3) Having doubts is normal. It means that you are listening, evaluating, aware of the challenges and are working towards solving them.
4) This path is a marathon, not a sprint. There are no shortcuts.
5) Be afraid, but be brave. It’s all worth it.
How have you used your success to make the world a better place?
I wish I could say I’m making the world a better place. I would consider myself successful if my son grows up to be a good human being, empathetic, kind and noble. From a professional perspective, all I can say is that like Frank Sinatra I’m doing it my way…
You are a person of great influence. If you could inspire a movement that would bring the most amount of good for the greatest number of people, what would that be? You never know what your idea can trigger.
I think we are all united on calling for peace in these very tumultuous times, but if I had to start a movement it would probably be a “Smiling” one. Smiling not only creates positive reactions in one’s mood but also sets into motion a contagious chain reaction of smiles that would make the world a kinder place.
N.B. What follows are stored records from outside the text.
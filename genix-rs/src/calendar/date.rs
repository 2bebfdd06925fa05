//! Date arithmetic and parsing for the calendar.

use std::fmt;
use std::sync::OnceLock;

use chrono::{Datelike, Days, Months, NaiveDate};
use regex::Regex;

pub const MONTH_NAMES: [&str; 12] = [
    "January", "February", "March", "April", "May", "June", "July", "August",
    "September", "October", "November", "December",
];

pub fn is_leap_year(year: i32) -> bool {
    (year % 4 == 0 && year % 100 != 0) || year % 400 == 0
}

pub fn days_in_month(year: i32, month: u32) -> u32 {
    const DAYS: [u32; 12] = [31, 28, 31, 30, 31, 30, 31, 31, 30, 31, 30, 31];
    match month {
        2 if is_leap_year(year) => 29,
        1..=12 => DAYS[month as usize - 1],
        _ => 30,
    }
}

// ── YearMonth ─────────────────────────────────────────────────────────────────

/// The month currently shown by the calendar.  Years before 1 are refused.
#[derive(Debug, Clone, Copy, PartialEq, Eq)]
pub struct YearMonth {
    first: NaiveDate,
}

impl YearMonth {
    pub fn new(year: i32, month: u32) -> Option<Self> {
        if year < 1 {
            return None;
        }
        NaiveDate::from_ymd_opt(year, month, 1).map(|first| YearMonth { first })
    }

    /// The month that contains `date`.
    pub fn containing(date: NaiveDate) -> Self {
        YearMonth { first: date - Days::new(u64::from(date.day0())) }
    }

    pub fn year(&self) -> i32 {
        self.first.year()
    }

    pub fn month(&self) -> u32 {
        self.first.month()
    }

    pub fn name(&self) -> &'static str {
        MONTH_NAMES[self.first.month0() as usize]
    }

    pub fn days(&self) -> u32 {
        days_in_month(self.year(), self.month())
    }

    /// Column of the 1st in a Monday-first week, 0..=6.
    pub fn first_weekday(&self) -> u32 {
        self.first.weekday().num_days_from_monday()
    }

    /// `day` of this month, if it exists.
    pub fn day(&self, day: u32) -> Option<NaiveDate> {
        self.first.with_day(day)
    }

    pub fn contains(&self, date: NaiveDate) -> bool {
        date.year() == self.year() && date.month() == self.month()
    }

    pub fn next(&self) -> Option<Self> {
        self.first
            .checked_add_months(Months::new(1))
            .map(|first| YearMonth { first })
    }

    pub fn prev(&self) -> Option<Self> {
        self.first
            .checked_sub_months(Months::new(1))
            .filter(|d| d.year() >= 1)
            .map(|first| YearMonth { first })
    }
}

impl fmt::Display for YearMonth {
    fn fmt(&self, f: &mut fmt::Formatter<'_>) -> fmt::Result {
        write!(f, "{} {}", self.name(), self.year())
    }
}

// ── DateParts ─────────────────────────────────────────────────────────────────

/// A `YYYY-MM-DD` date as typed, range-checked but not calendar-checked:
/// `2023-02-30` is accepted here and simply matches no event.
#[derive(Debug, Clone, Copy, PartialEq, Eq)]
pub struct DateParts {
    pub year: i32,
    pub month: u32,
    pub day: u32,
}

impl DateParts {
    pub fn to_date(self) -> Option<NaiveDate> {
        NaiveDate::from_ymd_opt(self.year, self.month, self.day)
    }
}

impl From<NaiveDate> for DateParts {
    fn from(d: NaiveDate) -> Self {
        DateParts { year: d.year(), month: d.month(), day: d.day() }
    }
}

impl fmt::Display for DateParts {
    fn fmt(&self, f: &mut fmt::Formatter<'_>) -> fmt::Result {
        write!(f, "{:04}-{:02}-{:02}", self.year, self.month, self.day)
    }
}

fn date_regex() -> Option<&'static Regex> {
    static RE: OnceLock<Option<Regex>> = OnceLock::new();
    RE.get_or_init(|| Regex::new(r"^\s*([+-]?\d{1,9})-(\d{1,2})-(\d{1,2})").ok())
        .as_ref()
}

/// Parse the leading `YYYY-MM-DD` of `input`.  Trailing text is ignored.
pub fn parse_date(input: &str) -> Option<DateParts> {
    let caps = date_regex()?.captures(input)?;
    let year: i32 = caps[1].parse().ok()?;
    let month: u32 = caps[2].parse().ok()?;
    let day: u32 = caps[3].parse().ok()?;
    if year < 1 || !(1..=12).contains(&month) || !(1..=31).contains(&day) {
        return None;
    }
    Some(DateParts { year, month, day })
}

/// Month given as `1`..`12` (at most two digits) or any prefix of an
/// English month name, case-insensitive.
pub fn parse_month_token(token: &str) -> Option<u32> {
    if token.is_empty() {
        return None;
    }
    if token.len() <= 2 && token.as_bytes()[0].is_ascii_digit() {
        if let Some(n) = leading_int(token).filter(|n| (1..=12).contains(n)) {
            return Some(n as u32);
        }
    }
    let token = token.to_ascii_lowercase();
    MONTH_NAMES
        .iter()
        .position(|name| name.to_ascii_lowercase().starts_with(&token))
        .map(|i| i as u32 + 1)
}

/// Optional sign and leading digits of `s`, after leading whitespace.
/// `None` when there are no digits.
pub fn leading_int(s: &str) -> Option<i64> {
    let s = s.trim_start();
    let (neg, rest) = match s.as_bytes().first() {
        Some(b'-') => (true, &s[1..]),
        Some(b'+') => (false, &s[1..]),
        _ => (false, s),
    };
    let end = rest.bytes().take_while(u8::is_ascii_digit).count();
    if end == 0 {
        return None;
    }
    let n: i64 = rest[..end].parse().ok()?;
    Some(if neg { -n } else { n })
}

// ── Tests ─────────────────────────────────────────────────────────────────────

#[cfg(test)]
mod tests {
    use super::*;

    fn ym(y: i32, m: u32) -> YearMonth {
        YearMonth::new(y, m).unwrap()
    }

    // -- Month lengths --------------------------------------------------------

    #[test]
    fn leap_years() {
        assert!(is_leap_year(2024));
        assert!(is_leap_year(2000));
        assert!(!is_leap_year(1900));
        assert!(!is_leap_year(2023));
        assert_eq!(days_in_month(2024, 2), 29);
        assert_eq!(days_in_month(2023, 2), 28);
        assert_eq!(days_in_month(2023, 4), 30);
        assert_eq!(days_in_month(2023, 12), 31);
    }

    // -- YearMonth ------------------------------------------------------------

    #[test]
    fn year_month_basics() {
        let m = ym(2024, 2);
        assert_eq!(m.to_string(), "February 2024");
        assert_eq!(m.days(), 29);
        // 1 Feb 2024 was a Thursday.
        assert_eq!(m.first_weekday(), 3);
        assert_eq!(m.day(30), None);
        assert!(m.contains(NaiveDate::from_ymd_opt(2024, 2, 29).unwrap()));
    }

    #[test]
    fn year_month_navigation_wraps_years() {
        assert_eq!(ym(2023, 12).next(), Some(ym(2024, 1)));
        assert_eq!(ym(2024, 1).prev(), Some(ym(2023, 12)));
        assert_eq!(ym(1, 1).prev(), None);
        assert_eq!(YearMonth::new(0, 5), None);
        assert_eq!(YearMonth::new(2024, 13), None);
    }

    #[test]
    fn containing_month() {
        let d = NaiveDate::from_ymd_opt(2024, 7, 19).unwrap();
        assert_eq!(YearMonth::containing(d), ym(2024, 7));
    }

    // -- Parsing --------------------------------------------------------------

    #[test]
    fn date_pattern_compiles() {
        assert!(date_regex().is_some());
    }

    #[test]
    fn parse_date_accepts_loose_input() {
        let p = parse_date("2024-3-5").unwrap();
        assert_eq!(p.to_string(), "2024-03-05");
        assert_eq!(parse_date(" 2024-03-05 trailing"), Some(p));
        assert_eq!(parse_date("2023-02-30").unwrap().to_date(), None);
    }

    #[test]
    fn parse_date_rejects_out_of_range() {
        for bad in ["", "tomorrow", "2024-13-01", "2024-00-10", "2024-01-32", "0-01-01", "2024/01/01"] {
            assert_eq!(parse_date(bad), None, "{bad}");
        }
    }

    #[test]
    fn month_tokens() {
        assert_eq!(parse_month_token("3"), Some(3));
        assert_eq!(parse_month_token("12"), Some(12));
        assert_eq!(parse_month_token("mar"), Some(3));
        assert_eq!(parse_month_token("Sept"), Some(9));
        // Ambiguous prefixes pick the first month in calendar order.
        assert_eq!(parse_month_token("ju"), Some(6));
        assert_eq!(parse_month_token("13"), None);
        assert_eq!(parse_month_token("012"), None);
        assert_eq!(parse_month_token("smarch"), None);
        assert_eq!(parse_month_token(""), None);
    }

    #[test]
    fn leading_int_like_atoi() {
        assert_eq!(leading_int("42"), Some(42));
        assert_eq!(leading_int("  7th"), Some(7));
        assert_eq!(leading_int("-3"), Some(-3));
        assert_eq!(leading_int("x1"), None);
        assert_eq!(leading_int(""), None);
    }
}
We are very blessed that some very prominent names in Business, VC funding, Sports, and Entertainment read this column. Is there a person in the world, or in the US with whom you would love to have a private breakfast or lunch with, and why? He or she might just see this if we tag them.
I’d love to sit down and have lunch with Jessica Alba, exchange some notes and learn about her long journey from founding the Honest company to taking it public. I admire what she has built and her story.
Thank you for these fantastic insights. We greatly appreciate the time you spent on this.